=== RECORD EXTRACTS ===

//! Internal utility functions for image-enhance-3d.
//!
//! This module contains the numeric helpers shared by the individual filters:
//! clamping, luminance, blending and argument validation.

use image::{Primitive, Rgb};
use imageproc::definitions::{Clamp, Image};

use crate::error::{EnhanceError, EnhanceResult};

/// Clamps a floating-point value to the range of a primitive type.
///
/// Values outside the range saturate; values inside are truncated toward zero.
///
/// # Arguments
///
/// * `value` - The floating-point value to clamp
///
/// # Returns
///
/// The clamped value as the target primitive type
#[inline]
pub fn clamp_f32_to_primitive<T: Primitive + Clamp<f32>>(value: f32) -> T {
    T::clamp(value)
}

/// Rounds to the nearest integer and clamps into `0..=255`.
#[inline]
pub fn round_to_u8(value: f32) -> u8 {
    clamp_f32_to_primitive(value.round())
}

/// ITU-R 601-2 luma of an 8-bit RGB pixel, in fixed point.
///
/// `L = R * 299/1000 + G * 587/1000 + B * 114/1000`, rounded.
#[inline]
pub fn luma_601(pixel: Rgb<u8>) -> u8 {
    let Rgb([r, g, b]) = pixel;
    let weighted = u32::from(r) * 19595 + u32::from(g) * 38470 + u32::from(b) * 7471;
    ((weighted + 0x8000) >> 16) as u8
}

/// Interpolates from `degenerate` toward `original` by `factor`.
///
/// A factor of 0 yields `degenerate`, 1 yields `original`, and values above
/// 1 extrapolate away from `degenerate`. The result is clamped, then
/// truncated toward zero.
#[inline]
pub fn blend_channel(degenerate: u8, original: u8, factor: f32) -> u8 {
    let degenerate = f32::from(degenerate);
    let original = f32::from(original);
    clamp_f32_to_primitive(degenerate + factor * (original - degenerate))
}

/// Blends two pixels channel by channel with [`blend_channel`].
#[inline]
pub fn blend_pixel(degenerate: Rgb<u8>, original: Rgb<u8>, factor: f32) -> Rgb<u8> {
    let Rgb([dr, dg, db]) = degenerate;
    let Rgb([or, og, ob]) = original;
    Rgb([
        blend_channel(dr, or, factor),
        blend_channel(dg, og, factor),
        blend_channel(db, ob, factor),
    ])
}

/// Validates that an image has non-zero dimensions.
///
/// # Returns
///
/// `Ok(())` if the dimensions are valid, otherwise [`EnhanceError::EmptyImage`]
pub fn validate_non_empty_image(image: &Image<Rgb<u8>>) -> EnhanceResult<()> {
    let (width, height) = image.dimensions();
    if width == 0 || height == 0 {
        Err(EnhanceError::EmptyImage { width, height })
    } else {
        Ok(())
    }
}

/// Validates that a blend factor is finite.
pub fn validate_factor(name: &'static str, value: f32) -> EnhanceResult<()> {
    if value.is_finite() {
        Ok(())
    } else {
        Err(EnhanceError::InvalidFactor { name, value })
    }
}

===

Look above for the line that contains "clamp_f32_to_primitive(degenerate + factor". That line and every line after it through the end of the data must be written out exactly, with nothing else.

ANSWER TO THE PROBLEM:
    clamp_f32_to_primitive(degenerate + factor * (original - degenerate))
}

/// Blends two pixels channel by channel with [`blend_channel`].
#[inline]
pub fn blend_pixel(degenerate: Rgb<u8>, original: Rgb<u8>, factor: f32) -> Rgb<u8> {
    let Rgb([dr, dg, db]) = degenerate;
    let Rgb([or, og, ob]) = original;
    Rgb([
        blend_channel(dr, or, factor),
        blend_channel(dg, og, factor),
        blend_channel(db, ob, factor),
    ])
}

/// Validates that an image has non-zero dimensions.
///
/// # Returns
///
/// `Ok(())` if the dimensions are valid, otherwise [`EnhanceError::EmptyImage`]
pub fn validate_non_empty_image(image: &Image<Rgb<u8>>) -> EnhanceResult<()> {
    let (width, height) = image.dimensions();
    if width == 0 || height == 0 {
        Err(EnhanceError::EmptyImage { width, height })
    } else {
        Ok(())
    }
}

/// Validates that a blend factor is finite.
pub fn validate_factor(name: &'static str, value: f32) -> EnhanceResult<()> {
    if value.is_finite() {
        Ok(())
    } else {
        Err(EnhanceError::InvalidFactor { name, value })
    }
}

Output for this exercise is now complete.